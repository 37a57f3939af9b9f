//! Configuration types for the alignment server and CLI.

use std::path::PathBuf;

use clap::Args;
use oar_kvmap::core::{AlignConfig, ConfigValidator, KvMapResult};

/// Alignment tuning shared by every subcommand.
///
/// Flags override values read from `--config`.
#[derive(Args, Debug, Clone, Default)]
pub struct TuningArgs {
    /// JSON file with `AlignConfig` fields (missing fields use defaults)
    #[arg(long, env = "OAR_KV_CONFIG")]
    pub config: Option<PathBuf>,

    /// Radius of the stage-2 KEY micro-snap, in pixels
    #[arg(long = "key-snap-radius", env = "OAR_KV_KEY_SNAP_RADIUS")]
    pub key_snap_radius: Option<f32>,

    /// Enable the stage-1 IoU fallback with this minimum IoU
    #[arg(long = "key-iou-fallback", env = "OAR_KV_KEY_IOU_FALLBACK")]
    pub key_iou_fallback: Option<f32>,

    /// Compare KEY text case-sensitively
    #[arg(long = "case-sensitive-keys", env = "OAR_KV_CASE_SENSITIVE_KEYS")]
    pub case_sensitive_keys: bool,
}

impl TuningArgs {
    /// Resolves the effective configuration.
    pub fn resolve(&self) -> KvMapResult<AlignConfig> {
        let mut config = match &self.config {
            Some(path) => AlignConfig::from_json_file(path)?,
            None => AlignConfig::default(),
        };
        if let Some(radius) = self.key_snap_radius {
            config = config.with_key_snap_radius(radius);
        }
        if self.key_iou_fallback.is_some() {
            config = config.with_key_iou_fallback(self.key_iou_fallback);
        }
        if self.case_sensitive_keys {
            config = config.with_case_sensitive_keys(true);
        }
        config.validate()?;
        Ok(config)
    }
}

/// Configuration for the HTTP server
#[derive(Clone, Debug)]
pub struct ServerConfig {
    pub align: AlignConfig,
    pub host: String,
    pub port: u16,
}
//! Configuration error types and validation helpers.

use thiserror::Error;

/// Enum representing errors found while validating a configuration.
#[derive(Error, Debug, Clone, PartialEq)]
pub enum ConfigError {
    /// A ratio or threshold is outside `[0, 1]`.
    #[error("{field} must be within [0, 1], got {value}")]
    RatioOutOfRange { field: &'static str, value: f32 },

    /// A factor or pixel radius is negative or not finite.
    #[error("{field} must be a finite, non-negative number, got {value}")]
    InvalidMagnitude { field: &'static str, value: f32 },

    /// A count must be at least one.
    #[error("{field} must be at least 1")]
    ZeroCount { field: &'static str },
}

/// A trait for validating configuration parameters.
///
/// Implementors provide [`ConfigValidator::validate`]; the helper methods cover
/// the recurring checks on thresholds, pixel distances and counts.
pub trait ConfigValidator {
    /// Validates the configuration.
    fn validate(&self) -> Result<(), ConfigError>;

    /// Checks that `value` is a finite ratio in `[0, 1]`.
    fn validate_ratio(&self, field: &'static str, value: f32) -> Result<(), ConfigError> {
        if value.is_finite() && (0.0..=1.0).contains(&value) {
            Ok(())
        } else {
            Err(ConfigError::RatioOutOfRange { field, value })
        }
    }

    /// Checks that `value` is finite and `>= 0`.
    fn validate_magnitude(&self, field: &'static str, value: f32) -> Result<(), ConfigError> {
        if value.is_finite() && value >= 0.0 {
            Ok(())
        } else {
            Err(ConfigError::InvalidMagnitude { field, value })
        }
    }

    /// Checks that a count is non-zero.
    fn validate_count(&self, field: &'static str, value: usize) -> Result<(), ConfigError> {
        if value == 0 {
            Err(ConfigError::ZeroCount { field })
        } else {
            Ok(())
        }
    }
}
+-------+
What needs to be done
Your answer should be the full set of records above, restated exactly.

Exercise answer
repository 37a57f3939af9b9f
//! Configuration types for the alignment server and CLI.

use std::path::PathBuf;

use clap::Args;
use oar_kvmap::core::{AlignConfig, ConfigValidator, KvMapResult};

/// Alignment tuning shared by every subcommand.
///
/// Flags override values read from `--config`.
#[derive(Args, Debug, Clone, Default)]
pub struct TuningArgs {
    /// JSON file with `AlignConfig` fields (missing fields use defaults)
    #[arg(long, env = "OAR_KV_CONFIG")]
    pub config: Option<PathBuf>,

    /// Radius of the stage-2 KEY micro-snap, in pixels
    #[arg(long = "key-snap-radius", env = "OAR_KV_KEY_SNAP_RADIUS")]
    pub key_snap_radius: Option<f32>,

    /// Enable the stage-1 IoU fallback with this minimum IoU
    #[arg(long = "key-iou-fallback", env = "OAR_KV_KEY_IOU_FALLBACK")]
    pub key_iou_fallback: Option<f32>,

    /// Compare KEY text case-sensitively
    #[arg(long = "case-sensitive-keys", env = "OAR_KV_CASE_SENSITIVE_KEYS")]
    pub case_sensitive_keys: bool,
}

impl TuningArgs {
    /// Resolves the effective configuration.
    pub fn resolve(&self) -> KvMapResult<AlignConfig> {
        let mut config = match &self.config {
            Some(path) => AlignConfig::from_json_file(path)?,
            None => AlignConfig::default(),
        };
        if let Some(radius) = self.key_snap_radius {
            config = config.with_key_snap_radius(radius);
        }
        if self.key_iou_fallback.is_some() {
            config = config.with_key_iou_fallback(self.key_iou_fallback);
        }
        if self.case_sensitive_keys {
            config = config.with_case_sensitive_keys(true);
        }
        config.validate()?;
        Ok(config)
    }
}

/// Configuration for the HTTP server
#[derive(Clone, Debug)]
pub struct ServerConfig {
    pub align: AlignConfig,
    pub host: String,
    pub port: u16,
}
//! Configuration error types and validation helpers.

use thiserror::Error;

/// Enum representing errors found while validating a configuration.
#[derive(Error, Debug, Clone, PartialEq)]
pub enum ConfigError {
    /// A ratio or threshold is outside `[0, 1]`.
    #[error("{field} must be within [0, 1], got {value}")]
    RatioOutOfRange { field: &'static str, value: f32 },

    /// A factor or pixel radius is negative or not finite.
    #[error("{field} must be a finite, non-negative number, got {value}")]
    InvalidMagnitude { field: &'static str, value: f32 },

    /// A count must be at least one.
    #[error("{field} must be at least 1")]
    ZeroCount { field: &'static str },
}

/// A trait for validating configuration parameters.
///
/// Implementors provide [`ConfigValidator::validate`]; the helper methods cover
/// the recurring checks on thresholds, pixel distances and counts.
pub trait ConfigValidator {
    /// Validates the configuration.
    fn validate(&self) -> Result<(), ConfigError>;

    /// Checks that `value` is a finite ratio in `[0, 1]`.
    fn validate_ratio(&self, field: &'static str, value: f32) -> Result<(), ConfigError> {
        if value.is_finite() && (0.0..=1.0).contains(&value) {
            Ok(())
        } else {
            Err(ConfigError::RatioOutOfRange { field, value })
        }
    }

    /// Checks that `value` is finite and `>= 0`.
    fn validate_magnitude(&self, field: &'static str, value: f32) -> Result<(), ConfigError> {
        if value.is_finite() && value >= 0.0 {
            Ok(())
        } else {
            Err(ConfigError::InvalidMagnitude { field, value })
        }
    }

    /// Checks that a count is non-zero.
    fn validate_count(&self, field: &'static str, value: usize) -> Result<(), ConfigError> {
        if value == 0 {
            Err(ConfigError::ZeroCount { field })
        } else {
            Ok(())
        }
    }
}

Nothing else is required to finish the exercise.